Ты помогла мне, когда я нуждалась в тебе?- Спросила я ее низким, резким, злым голосом. Она заметно вздрогнула. - Именно так я и думала.

- Настя!- на этот раз мой отец говорил, нет... почти кричал, и его голос зазвенел во внезапно наступившей тишине ресторана. Он бросил на меня гневный взгляд. Упс, я же совсем забыла. Я упомянула о той ночи, которую нельзя упоминать. - Ты немедленно прекратишь нести эту чушь, или я лешу тебя карманных денег!

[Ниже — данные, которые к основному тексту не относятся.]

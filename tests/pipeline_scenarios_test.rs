//! End-to-end scenarios through the anchor session


use head_pose_anchor::{
    anchor::TransformMode,
    camera::{Orientation, ViewportUpdate},
    config::Config,
    detection::DetectionStep,
    normalizer::{PoseComponents, PoseNormalizer},
    pose::PoseMatrix,
    render::{LoopState, TickOutcome},
    session::{AnchorSession, PoseUpdate},
    transform::SpaceTransformer,
};
use nalgebra::{Isometry3, Matrix4, UnitQuaternion, Vector3};
use test_helpers::{frame, pose, with_component, RecordingSurface, ScriptedDetector};

fn session() -> (AnchorSession<RecordingSurface>, RecordingSurface) {
    let surface = RecordingSurface::default();
    (AnchorSession::new(Config::default(), surface.clone()), surface)
}

#[test]
fn test_landscape_then_portrait_viewport() {
    let (mut session, surface) = session();

    assert_eq!(session.on_viewport_change(1920.0, 1080.0), ViewportUpdate::Configured);
    let camera = *session.camera().unwrap();
    assert!((camera.aspect - 1.7778).abs() < 1e-4);
    assert_eq!(camera.fov_deg, 50.0);

    assert_eq!(session.on_viewport_change(480.0, 640.0), ViewportUpdate::Reconfigured);
    let camera = *session.camera().unwrap();
    assert!((camera.aspect - 0.75).abs() < 1e-6);
    assert_eq!(camera.fov_deg, 65.0);

    assert_eq!(surface.log.borrow().sizes, vec![(1920, 1080), (480, 640)]);
}

#[test]
fn test_fov_follows_orientation_crossings() {
    let (mut session, _surface) = session();
    let sizes = [(1280.0, 720.0), (720.0, 1280.0), (1000.0, 1000.0), (999.0, 1000.0), (1600.0, 900.0)];

    let mut previous: Option<(Orientation, f32)> = None;
    for (w, h) in sizes {
        session.on_viewport_change(w, h);
        let camera = session.camera().unwrap();
        assert!((camera.aspect - (w / h) as f32).abs() < 1e-6);

        if let Some((orientation, fov)) = previous {
            match (orientation, camera.orientation()) {
                (Orientation::Landscape, Orientation::Portrait) => assert!(camera.fov_deg > fov),
                (Orientation::Portrait, Orientation::Landscape) => assert!(camera.fov_deg < fov),
                _ => assert_eq!(camera.fov_deg, fov),
            }
        }
        previous = Some((camera.orientation(), camera.fov_deg));
    }
}

#[test]
fn test_anisotropic_scale_normalized_in_world() {
    let (mut session, _surface) = session();
    session.on_viewport_change(1920.0, 1080.0);

    let raw = pose([0.0, 0.0, 0.0], [0.0, 0.0, 0.0], [1.0, 1.2, 0.8]);
    assert_eq!(session.on_pose_result(Some(raw)), PoseUpdate::Applied);

    // Camera at z = 5 with identity rotation only adds a translation
    let world = session.anchor().world_matrix();
    let expected = Isometry3::translation(0.0, 0.0, 5.0).to_homogeneous();
    assert!((world - expected).amax() < 1e-6);
}

#[test]
fn test_nan_frame_keeps_previous_anchor() {
    let (mut session, _surface) = session();
    session.on_viewport_change(1280.0, 720.0);

    let first = pose([1.0, 2.0, -30.0], [0.1, 0.2, 0.0], [1.0, 1.0, 1.0]);
    let third = pose([-1.0, 0.0, -25.0], [0.0, -0.2, 0.1], [1.1, 1.0, 0.9]);

    for index in 0..16 {
        let (mut session, _surface) = self::session();
        session.on_viewport_change(1280.0, 720.0);

        assert_eq!(session.on_pose_result(Some(first)), PoseUpdate::Applied);
        let after_first = session.anchor().world_matrix();

        let second = with_component(&third, index, f32::NAN);
        assert_eq!(session.on_pose_result(Some(second)), PoseUpdate::Rejected);
        assert_eq!(session.anchor().world_matrix(), after_first, "component {index}");

        assert_eq!(session.on_pose_result(Some(third)), PoseUpdate::Applied);
        assert_ne!(session.anchor().world_matrix(), after_first);
    }

    // Infinity behaves the same
    session.on_pose_result(Some(first));
    let before = session.anchor().world_matrix();
    session.on_pose_result(Some(with_component(&first, 14, f32::INFINITY)));
    assert_eq!(session.anchor().world_matrix(), before);
}

#[test]
fn test_anchor_equals_camera_times_normalized_pose() {
    let (mut session, _surface) = session();
    session.on_viewport_change(640.0, 480.0);

    let raw = pose([3.0, -2.0, -40.0], [0.3, -0.4, 0.2], [0.9, 1.3, 1.1]);
    session.on_pose_result(Some(raw));

    let camera = session.camera().unwrap();
    let normalized = PoseNormalizer::new().normalize(&raw);
    let expected = camera.world_matrix() * normalized.as_matrix();
    let reversed = normalized.as_matrix() * camera.world_matrix();

    let world = session.anchor().world_matrix();
    assert!((world - expected).amax() < 1e-5);
    assert!((world - reversed).amax() > 1e-2);
}

#[test]
fn test_compose_order_with_non_commuting_pair() {
    let camera = UnitQuaternion::from_axis_angle(&Vector3::z_axis(), std::f32::consts::FRAC_PI_2).to_homogeneous();
    let pose = PoseMatrix::from_matrix(Matrix4::new_translation(&Vector3::new(2.0, 0.0, 0.0)));

    let world = SpaceTransformer::new().compose(&camera, &pose);
    // +X rotated 90° about Z lands on +Y
    assert!((world[(0, 3)]).abs() < 1e-6);
    assert!((world[(1, 3)] - 2.0).abs() < 1e-6);

    let identity = SpaceTransformer::new().compose(&Matrix4::identity(), &pose);
    assert_eq!(identity, *pose.as_matrix());
}

#[test]
fn test_full_frame_cycle_with_detector() {
    let (mut session, surface) = session();
    let detector = ScriptedDetector::default();
    session.install_detector(Box::new(detector.clone()));
    session.start();

    // Mode switch on the first frame, detection from the second
    let outcome = session.process_video_frame(&frame(1280.0, 720.0, 0.0), 0.0);
    assert_eq!(outcome.viewport, ViewportUpdate::Configured);
    assert_eq!(outcome.detection, DetectionStep::ModeSwitched);
    assert_eq!(session.render_state(), LoopState::Active);

    let tracked = pose([0.0, 1.0, -35.0], [0.0, 0.1, 0.0], [1.0, 1.0, 1.0]);
    detector.push_pose(&tracked);
    let outcome = session.process_video_frame(&frame(1280.0, 720.0, 0.033), 33.0);
    assert_eq!(outcome.viewport, ViewportUpdate::Unchanged);
    assert_eq!(outcome.pose, Some(PoseUpdate::Applied));

    assert_eq!(session.tick(1), TickOutcome::Drawn);
    let log = surface.log.borrow();
    let drawn = log.frames.last().unwrap();
    assert_eq!(drawn.anchor_world, session.anchor().world_matrix());
    assert!(drawn.visible);
    assert!(drawn.asset_world.is_none());
}

#[test]
fn test_render_continues_without_new_poses() {
    let (mut session, surface) = session();
    session.on_viewport_change(1280.0, 720.0);
    session.on_pose_result(Some(pose([0.0, 0.0, -30.0], [0.0, 0.0, 0.0], [1.0, 1.0, 1.0])));

    for tick in 1..=10 {
        assert_eq!(session.tick(tick), TickOutcome::Drawn);
    }

    let log = surface.log.borrow();
    assert_eq!(log.frames.len(), 10);
    assert!(log.frames.windows(2).all(|w| w[0].anchor_world == w[1].anchor_world));
}

#[test]
fn test_stop_keeps_rendering_last_anchor() {
    let (mut session, surface) = session();
    let detector = ScriptedDetector::default();
    session.install_detector(Box::new(detector.clone()));
    session.start();
    session.process_video_frame(&frame(640.0, 480.0, 0.0), 0.0);

    detector.push_pose(&pose([0.0, 0.0, -20.0], [0.0, 0.0, 0.0], [1.0, 1.0, 1.0]));
    session.process_video_frame(&frame(640.0, 480.0, 0.1), 100.0);
    let tracked = session.anchor().world_matrix();

    session.stop();
    detector.push_pose(&pose([5.0, 5.0, -20.0], [0.0, 0.0, 0.0], [1.0, 1.0, 1.0]));
    let outcome = session.process_video_frame(&frame(640.0, 480.0, 0.2), 200.0);
    assert_eq!(outcome.detection, DetectionStep::Stopped);

    assert_eq!(session.tick(1), TickOutcome::Drawn);
    assert_eq!(surface.log.borrow().frames[0].anchor_world, tracked);
    assert_eq!(detector.calls.borrow().len(), 1);
}

#[test]
fn test_visibility_toggle_is_independent_of_pose() {
    let (mut session, surface) = session();
    session.on_viewport_change(640.0, 480.0);
    let tracked = pose([0.0, 0.0, -20.0], [0.0, 0.0, 0.0], [1.0, 1.0, 1.0]);
    session.on_pose_result(Some(tracked));
    let world = session.anchor().world_matrix();

    session.set_visible(false);
    session.tick(1);
    session.on_pose_result(Some(tracked));
    session.set_visible(true);
    session.tick(2);

    let log = surface.log.borrow();
    assert!(!log.frames[0].visible);
    assert!(log.frames[1].visible);
    assert_eq!(log.frames[0].anchor_world, world);
    assert_eq!(log.frames[1].anchor_world, world);
}

#[test]
fn test_rest_placement_before_tracking_and_after_teardown() {
    let (mut session, surface) = session();
    let rest = PoseComponents {
        translation: Vector3::new(0.0, 0.0, -15.0),
        rotation: UnitQuaternion::identity(),
        scale: Vector3::repeat(1.0),
    };
    session.set_anchor_local(rest);
    session.on_viewport_change(1280.0, 720.0);

    session.tick(1);
    assert_eq!(surface.log.borrow().frames[0].anchor_world, rest.to_matrix());

    session.on_pose_result(Some(pose([3.0, 0.0, -30.0], [0.0, 0.0, 0.0], [1.0, 1.0, 1.0])));
    assert_eq!(session.anchor().mode(), TransformMode::External);
    assert_ne!(session.anchor().world_matrix(), rest.to_matrix());

    session.teardown();
    assert_eq!(session.anchor().mode(), TransformMode::Auto);
    assert_eq!(session.anchor().world_matrix(), rest.to_matrix());
}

Папа считал, что это реальная угроза. Мне было двадцать четыре года, я зарабатывала свои собственные деньги, а он все еще верил в ежемесячное пособие для меня и моей сестры, которая теперь была мультимиллионером. Несмотря на то, что с работой у меня было туго, я не трогала банковский счет, на который он положил свои собственные деньги. Обычно я не возражала, чтобы люди платили за меня – черт возьми, я предпочитала это. Но с моим отцом никакие деньги никогда не смогут стереть то, что он сделал. И хотя я играла цивилизованную и пыталась быть выше самой себя, включаясь во все семейные дела, несмотря ни на что, моя ненависть к нему и всей моей семье никогда не уйдет.